_Exercise_
Copy out each line in the listing below where the word "TickContext" appears.
******
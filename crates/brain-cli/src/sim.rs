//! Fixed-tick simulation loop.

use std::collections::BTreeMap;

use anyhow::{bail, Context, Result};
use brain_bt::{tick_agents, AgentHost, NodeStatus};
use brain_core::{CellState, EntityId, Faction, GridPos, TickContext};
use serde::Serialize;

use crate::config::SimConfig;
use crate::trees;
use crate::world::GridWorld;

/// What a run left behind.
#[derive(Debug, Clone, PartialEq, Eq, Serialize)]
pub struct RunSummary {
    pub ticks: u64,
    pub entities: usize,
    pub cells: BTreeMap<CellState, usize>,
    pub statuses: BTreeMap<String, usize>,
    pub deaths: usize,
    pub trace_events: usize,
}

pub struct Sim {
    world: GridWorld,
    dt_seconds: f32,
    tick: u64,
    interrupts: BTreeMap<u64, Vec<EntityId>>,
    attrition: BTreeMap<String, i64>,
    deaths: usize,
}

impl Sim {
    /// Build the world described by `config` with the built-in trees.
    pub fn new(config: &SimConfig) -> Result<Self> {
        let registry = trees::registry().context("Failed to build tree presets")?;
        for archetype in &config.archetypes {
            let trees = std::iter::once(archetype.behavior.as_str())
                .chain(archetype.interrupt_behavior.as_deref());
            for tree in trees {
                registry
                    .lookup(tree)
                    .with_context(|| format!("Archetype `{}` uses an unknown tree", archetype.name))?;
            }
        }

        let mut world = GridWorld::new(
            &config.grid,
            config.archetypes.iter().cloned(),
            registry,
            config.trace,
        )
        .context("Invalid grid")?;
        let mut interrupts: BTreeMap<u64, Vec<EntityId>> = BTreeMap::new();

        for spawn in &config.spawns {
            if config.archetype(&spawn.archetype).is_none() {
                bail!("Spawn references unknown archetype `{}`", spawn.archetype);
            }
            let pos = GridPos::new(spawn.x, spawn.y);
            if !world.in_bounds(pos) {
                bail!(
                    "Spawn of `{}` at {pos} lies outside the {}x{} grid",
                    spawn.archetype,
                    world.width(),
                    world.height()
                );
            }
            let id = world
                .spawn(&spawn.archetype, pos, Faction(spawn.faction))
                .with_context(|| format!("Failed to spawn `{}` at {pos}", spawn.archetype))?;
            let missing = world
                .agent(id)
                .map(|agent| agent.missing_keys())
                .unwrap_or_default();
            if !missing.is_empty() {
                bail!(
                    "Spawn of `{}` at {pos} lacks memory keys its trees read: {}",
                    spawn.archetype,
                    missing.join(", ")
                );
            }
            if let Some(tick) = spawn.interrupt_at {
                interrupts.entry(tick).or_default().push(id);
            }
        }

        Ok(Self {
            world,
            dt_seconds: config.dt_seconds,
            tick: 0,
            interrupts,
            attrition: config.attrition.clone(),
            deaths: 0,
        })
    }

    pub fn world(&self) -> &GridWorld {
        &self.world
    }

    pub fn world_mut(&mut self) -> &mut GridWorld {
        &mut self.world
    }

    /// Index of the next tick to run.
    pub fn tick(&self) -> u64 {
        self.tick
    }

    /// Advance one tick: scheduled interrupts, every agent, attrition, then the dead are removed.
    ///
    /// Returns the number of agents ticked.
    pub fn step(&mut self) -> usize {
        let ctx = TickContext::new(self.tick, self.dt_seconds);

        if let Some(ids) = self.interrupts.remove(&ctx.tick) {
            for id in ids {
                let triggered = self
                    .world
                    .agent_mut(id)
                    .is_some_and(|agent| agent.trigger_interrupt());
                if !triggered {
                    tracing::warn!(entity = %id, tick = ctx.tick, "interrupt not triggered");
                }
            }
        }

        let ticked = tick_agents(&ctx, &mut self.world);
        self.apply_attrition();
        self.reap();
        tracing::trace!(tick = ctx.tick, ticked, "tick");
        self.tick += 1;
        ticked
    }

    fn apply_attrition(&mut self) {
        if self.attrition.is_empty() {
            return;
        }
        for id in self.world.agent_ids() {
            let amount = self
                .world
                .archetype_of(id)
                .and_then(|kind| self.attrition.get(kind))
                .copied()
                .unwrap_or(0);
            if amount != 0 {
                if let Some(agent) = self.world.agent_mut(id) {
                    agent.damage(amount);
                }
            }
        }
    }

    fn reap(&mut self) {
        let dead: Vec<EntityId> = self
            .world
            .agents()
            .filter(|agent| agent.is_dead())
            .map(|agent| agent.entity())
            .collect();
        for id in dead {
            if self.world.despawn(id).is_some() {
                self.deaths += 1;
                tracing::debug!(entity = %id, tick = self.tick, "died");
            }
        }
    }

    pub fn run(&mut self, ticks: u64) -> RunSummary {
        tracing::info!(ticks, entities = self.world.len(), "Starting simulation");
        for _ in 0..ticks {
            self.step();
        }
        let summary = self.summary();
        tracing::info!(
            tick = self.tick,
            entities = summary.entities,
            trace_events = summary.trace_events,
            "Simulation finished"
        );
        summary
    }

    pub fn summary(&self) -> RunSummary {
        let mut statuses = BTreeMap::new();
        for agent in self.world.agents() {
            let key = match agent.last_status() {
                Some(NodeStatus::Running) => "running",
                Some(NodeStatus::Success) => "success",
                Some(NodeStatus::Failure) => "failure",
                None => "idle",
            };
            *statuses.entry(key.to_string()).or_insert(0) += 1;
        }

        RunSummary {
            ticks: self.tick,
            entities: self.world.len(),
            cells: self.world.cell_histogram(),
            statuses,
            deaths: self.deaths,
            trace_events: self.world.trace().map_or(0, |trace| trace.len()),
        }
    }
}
******
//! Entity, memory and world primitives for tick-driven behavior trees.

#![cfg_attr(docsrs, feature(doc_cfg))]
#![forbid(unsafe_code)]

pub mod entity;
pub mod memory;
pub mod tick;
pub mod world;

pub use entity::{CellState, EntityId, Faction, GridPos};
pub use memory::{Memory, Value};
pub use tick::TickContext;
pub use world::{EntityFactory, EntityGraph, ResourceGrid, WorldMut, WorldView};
******
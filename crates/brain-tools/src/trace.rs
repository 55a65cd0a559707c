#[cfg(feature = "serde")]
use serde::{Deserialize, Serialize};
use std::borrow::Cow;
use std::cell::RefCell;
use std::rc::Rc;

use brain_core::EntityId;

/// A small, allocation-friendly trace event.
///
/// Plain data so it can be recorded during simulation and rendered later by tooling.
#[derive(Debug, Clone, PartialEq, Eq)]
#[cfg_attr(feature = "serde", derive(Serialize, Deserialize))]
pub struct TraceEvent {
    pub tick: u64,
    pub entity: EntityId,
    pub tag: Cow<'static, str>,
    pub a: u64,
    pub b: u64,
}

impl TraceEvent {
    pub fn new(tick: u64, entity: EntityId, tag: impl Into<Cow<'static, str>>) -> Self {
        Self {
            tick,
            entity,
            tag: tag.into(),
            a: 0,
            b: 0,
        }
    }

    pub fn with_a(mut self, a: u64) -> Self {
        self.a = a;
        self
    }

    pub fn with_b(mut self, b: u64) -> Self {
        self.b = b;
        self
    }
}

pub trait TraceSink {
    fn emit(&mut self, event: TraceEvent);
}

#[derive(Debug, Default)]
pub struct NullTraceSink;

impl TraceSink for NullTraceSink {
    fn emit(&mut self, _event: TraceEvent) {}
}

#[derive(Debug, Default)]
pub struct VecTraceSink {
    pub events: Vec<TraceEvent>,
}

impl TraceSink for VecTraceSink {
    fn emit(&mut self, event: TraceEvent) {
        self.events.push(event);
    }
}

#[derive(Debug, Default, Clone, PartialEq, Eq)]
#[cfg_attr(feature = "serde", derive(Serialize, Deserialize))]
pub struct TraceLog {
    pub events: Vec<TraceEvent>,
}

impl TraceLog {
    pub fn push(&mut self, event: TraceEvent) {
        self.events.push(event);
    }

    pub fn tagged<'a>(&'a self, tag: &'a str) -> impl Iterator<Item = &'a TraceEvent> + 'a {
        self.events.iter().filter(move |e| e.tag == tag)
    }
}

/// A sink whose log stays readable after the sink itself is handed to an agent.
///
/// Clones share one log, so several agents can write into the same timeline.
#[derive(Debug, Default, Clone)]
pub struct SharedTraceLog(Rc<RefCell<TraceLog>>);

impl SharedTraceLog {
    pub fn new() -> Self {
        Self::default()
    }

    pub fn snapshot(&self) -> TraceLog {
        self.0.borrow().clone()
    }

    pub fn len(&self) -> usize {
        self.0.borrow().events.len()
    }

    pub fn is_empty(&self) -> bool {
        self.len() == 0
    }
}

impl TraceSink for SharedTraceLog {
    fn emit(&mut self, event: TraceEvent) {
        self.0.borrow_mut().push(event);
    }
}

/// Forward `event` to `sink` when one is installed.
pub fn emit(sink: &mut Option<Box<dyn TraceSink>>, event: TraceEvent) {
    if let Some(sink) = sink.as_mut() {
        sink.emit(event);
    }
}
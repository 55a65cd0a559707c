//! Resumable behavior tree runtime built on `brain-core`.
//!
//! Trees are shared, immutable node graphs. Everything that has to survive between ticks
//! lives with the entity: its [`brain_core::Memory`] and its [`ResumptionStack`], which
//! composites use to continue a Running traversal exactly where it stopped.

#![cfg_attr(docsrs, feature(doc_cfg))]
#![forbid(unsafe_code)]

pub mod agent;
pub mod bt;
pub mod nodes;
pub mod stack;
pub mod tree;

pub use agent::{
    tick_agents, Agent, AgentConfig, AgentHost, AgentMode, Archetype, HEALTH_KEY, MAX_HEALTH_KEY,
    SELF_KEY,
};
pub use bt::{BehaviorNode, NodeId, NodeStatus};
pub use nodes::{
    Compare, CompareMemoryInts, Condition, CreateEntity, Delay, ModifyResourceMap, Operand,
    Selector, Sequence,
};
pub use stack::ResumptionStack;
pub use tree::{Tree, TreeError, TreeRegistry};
******
_Reply_
use brain_core::{CellState, EntityId, Faction, GridPos, TickContext};
        let ctx = TickContext::new(self.tick, self.dt_seconds);
pub use tick::TickContext;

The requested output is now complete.